_ACTIVITY_
The listing below holds a line with "assert!(!panel.is_open());" and a line with "let first_task = tokio::spawn(first.run());". Reproduce those two lines exactly, plus everything between them.
##### DATA EXTRACT
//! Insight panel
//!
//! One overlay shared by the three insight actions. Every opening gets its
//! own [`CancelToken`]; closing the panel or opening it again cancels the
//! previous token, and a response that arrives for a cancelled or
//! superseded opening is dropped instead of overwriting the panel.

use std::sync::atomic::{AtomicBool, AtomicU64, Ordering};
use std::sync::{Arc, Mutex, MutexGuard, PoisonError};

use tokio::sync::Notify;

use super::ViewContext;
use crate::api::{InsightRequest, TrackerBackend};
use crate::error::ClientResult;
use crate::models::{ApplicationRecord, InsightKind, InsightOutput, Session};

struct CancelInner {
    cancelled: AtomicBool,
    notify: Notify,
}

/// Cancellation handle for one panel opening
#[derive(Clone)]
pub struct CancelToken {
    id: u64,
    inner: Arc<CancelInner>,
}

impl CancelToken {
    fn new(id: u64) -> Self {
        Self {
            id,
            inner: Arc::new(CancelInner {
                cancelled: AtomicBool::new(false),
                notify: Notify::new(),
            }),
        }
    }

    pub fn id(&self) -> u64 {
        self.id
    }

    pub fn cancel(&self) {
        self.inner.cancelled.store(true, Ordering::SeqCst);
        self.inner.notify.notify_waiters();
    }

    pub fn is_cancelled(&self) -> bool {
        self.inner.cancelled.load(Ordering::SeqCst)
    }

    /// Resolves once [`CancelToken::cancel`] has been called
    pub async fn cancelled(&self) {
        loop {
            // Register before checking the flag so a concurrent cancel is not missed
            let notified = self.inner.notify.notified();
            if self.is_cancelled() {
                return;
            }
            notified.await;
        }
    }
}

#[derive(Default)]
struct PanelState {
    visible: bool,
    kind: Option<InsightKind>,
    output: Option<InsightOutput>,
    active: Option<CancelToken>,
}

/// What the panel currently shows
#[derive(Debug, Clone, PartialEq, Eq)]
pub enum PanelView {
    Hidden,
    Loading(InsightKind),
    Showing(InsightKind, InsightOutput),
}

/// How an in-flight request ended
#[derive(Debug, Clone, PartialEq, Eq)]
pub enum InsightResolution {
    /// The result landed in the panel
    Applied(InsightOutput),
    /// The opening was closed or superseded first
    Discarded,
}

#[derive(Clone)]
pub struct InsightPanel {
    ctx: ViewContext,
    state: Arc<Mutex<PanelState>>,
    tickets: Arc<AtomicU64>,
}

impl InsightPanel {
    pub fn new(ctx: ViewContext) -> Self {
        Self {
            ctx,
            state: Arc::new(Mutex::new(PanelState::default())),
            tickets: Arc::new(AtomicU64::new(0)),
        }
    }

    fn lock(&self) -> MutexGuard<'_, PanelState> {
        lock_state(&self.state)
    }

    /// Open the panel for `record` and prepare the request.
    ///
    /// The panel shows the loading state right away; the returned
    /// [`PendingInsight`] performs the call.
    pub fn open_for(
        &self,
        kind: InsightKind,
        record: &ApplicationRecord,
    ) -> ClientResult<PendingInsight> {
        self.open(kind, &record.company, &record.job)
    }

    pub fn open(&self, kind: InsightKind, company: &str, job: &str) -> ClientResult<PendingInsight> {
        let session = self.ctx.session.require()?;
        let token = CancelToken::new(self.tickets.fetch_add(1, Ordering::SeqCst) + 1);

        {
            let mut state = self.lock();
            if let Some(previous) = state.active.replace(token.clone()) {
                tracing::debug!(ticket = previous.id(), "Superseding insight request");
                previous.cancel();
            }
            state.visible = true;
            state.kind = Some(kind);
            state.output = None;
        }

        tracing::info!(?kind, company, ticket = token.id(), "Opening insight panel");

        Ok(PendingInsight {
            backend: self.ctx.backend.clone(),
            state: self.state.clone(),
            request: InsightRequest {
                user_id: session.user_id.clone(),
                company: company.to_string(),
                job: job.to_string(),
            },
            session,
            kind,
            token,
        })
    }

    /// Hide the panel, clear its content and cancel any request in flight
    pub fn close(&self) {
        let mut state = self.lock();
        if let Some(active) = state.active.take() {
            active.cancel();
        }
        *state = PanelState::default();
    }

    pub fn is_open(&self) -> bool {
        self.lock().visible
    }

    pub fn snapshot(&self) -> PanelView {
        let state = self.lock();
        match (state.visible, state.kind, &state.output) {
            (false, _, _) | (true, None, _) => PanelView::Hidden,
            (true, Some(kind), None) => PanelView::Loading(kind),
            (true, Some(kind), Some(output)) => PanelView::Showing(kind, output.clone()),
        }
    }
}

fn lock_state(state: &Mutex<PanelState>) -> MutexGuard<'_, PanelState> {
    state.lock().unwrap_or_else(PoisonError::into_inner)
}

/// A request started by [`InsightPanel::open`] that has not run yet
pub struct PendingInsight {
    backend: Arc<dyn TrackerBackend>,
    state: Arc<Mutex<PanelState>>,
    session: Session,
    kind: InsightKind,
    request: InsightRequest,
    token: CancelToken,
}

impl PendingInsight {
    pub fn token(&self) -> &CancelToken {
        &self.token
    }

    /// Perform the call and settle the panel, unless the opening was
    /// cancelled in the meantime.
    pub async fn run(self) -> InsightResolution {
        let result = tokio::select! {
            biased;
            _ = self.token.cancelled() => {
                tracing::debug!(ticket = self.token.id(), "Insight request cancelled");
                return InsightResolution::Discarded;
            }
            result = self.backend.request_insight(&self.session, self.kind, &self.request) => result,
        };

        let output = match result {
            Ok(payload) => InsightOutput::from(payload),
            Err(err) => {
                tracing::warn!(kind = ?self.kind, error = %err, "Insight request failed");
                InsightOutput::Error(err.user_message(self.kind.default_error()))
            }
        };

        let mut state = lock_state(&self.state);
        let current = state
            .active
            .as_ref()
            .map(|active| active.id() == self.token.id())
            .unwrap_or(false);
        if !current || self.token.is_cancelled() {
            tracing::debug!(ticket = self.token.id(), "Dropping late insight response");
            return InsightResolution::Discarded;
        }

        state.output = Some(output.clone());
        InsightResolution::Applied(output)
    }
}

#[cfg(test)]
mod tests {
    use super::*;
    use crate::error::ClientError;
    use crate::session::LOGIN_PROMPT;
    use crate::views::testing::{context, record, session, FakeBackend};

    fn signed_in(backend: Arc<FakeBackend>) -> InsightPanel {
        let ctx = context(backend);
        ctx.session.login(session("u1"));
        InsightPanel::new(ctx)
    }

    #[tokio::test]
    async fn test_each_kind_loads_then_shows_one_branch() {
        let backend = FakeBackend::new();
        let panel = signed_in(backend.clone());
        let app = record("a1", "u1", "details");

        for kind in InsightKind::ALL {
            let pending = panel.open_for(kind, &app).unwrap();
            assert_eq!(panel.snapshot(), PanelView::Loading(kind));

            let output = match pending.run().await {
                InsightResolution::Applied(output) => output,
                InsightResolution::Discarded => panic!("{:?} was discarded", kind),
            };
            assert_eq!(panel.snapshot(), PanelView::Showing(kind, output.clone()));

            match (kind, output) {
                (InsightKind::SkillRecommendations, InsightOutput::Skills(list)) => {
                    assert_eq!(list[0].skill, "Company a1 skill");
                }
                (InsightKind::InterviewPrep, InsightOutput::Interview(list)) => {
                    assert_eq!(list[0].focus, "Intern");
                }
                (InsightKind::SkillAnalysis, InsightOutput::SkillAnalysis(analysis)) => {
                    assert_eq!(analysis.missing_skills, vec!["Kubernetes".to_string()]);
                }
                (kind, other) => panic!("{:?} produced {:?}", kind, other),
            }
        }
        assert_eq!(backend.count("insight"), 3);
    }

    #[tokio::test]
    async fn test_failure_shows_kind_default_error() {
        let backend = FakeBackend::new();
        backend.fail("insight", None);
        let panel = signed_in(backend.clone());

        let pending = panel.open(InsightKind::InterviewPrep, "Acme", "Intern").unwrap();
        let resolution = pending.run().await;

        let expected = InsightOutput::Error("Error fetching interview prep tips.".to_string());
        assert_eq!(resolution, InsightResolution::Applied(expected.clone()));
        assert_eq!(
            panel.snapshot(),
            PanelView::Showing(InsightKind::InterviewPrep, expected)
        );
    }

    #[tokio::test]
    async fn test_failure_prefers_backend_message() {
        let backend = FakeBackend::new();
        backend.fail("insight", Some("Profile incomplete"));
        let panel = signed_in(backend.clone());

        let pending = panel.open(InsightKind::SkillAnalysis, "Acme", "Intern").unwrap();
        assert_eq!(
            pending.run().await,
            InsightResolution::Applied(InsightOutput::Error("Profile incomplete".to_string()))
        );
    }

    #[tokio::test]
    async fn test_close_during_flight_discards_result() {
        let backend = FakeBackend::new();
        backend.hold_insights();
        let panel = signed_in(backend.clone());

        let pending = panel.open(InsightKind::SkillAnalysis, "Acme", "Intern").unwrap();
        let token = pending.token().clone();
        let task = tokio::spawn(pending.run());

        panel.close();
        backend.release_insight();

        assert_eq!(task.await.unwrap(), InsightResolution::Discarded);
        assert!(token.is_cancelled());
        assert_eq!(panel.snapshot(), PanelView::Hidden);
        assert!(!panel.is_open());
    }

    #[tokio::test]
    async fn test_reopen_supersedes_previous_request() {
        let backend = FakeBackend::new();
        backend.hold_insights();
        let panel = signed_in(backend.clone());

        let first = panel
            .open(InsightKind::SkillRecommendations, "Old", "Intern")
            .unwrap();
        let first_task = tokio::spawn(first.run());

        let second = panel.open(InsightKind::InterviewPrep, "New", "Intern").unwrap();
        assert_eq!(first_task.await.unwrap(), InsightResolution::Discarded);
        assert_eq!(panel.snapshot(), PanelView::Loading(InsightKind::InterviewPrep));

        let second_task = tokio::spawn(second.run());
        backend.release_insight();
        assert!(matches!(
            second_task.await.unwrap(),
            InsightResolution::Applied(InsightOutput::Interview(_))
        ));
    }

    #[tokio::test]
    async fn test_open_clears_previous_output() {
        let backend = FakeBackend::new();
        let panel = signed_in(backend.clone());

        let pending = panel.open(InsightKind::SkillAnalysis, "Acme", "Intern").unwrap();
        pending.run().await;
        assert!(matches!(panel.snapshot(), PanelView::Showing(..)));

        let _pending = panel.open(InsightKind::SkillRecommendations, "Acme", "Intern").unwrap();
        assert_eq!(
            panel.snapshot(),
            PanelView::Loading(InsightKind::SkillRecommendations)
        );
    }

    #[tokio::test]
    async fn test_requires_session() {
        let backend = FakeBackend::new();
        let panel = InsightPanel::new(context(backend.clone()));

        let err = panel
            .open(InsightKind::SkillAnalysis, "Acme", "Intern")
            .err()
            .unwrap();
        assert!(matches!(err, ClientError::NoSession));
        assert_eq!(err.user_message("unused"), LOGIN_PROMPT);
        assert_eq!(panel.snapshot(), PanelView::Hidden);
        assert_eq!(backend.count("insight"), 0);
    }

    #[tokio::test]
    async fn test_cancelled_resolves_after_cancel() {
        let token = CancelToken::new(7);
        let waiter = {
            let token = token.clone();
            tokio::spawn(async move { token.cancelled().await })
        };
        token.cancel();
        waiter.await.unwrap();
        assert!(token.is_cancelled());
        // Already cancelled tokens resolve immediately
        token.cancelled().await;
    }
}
##########
_RESULT FOR THIS EXERCISE_
        assert!(!panel.is_open());
    }

    #[tokio::test]
    async fn test_reopen_supersedes_previous_request() {
        let backend = FakeBackend::new();
        backend.hold_insights();
        let panel = signed_in(backend.clone());

        let first = panel
            .open(InsightKind::SkillRecommendations, "Old", "Intern")
            .unwrap();
        let first_task = tokio::spawn(first.run());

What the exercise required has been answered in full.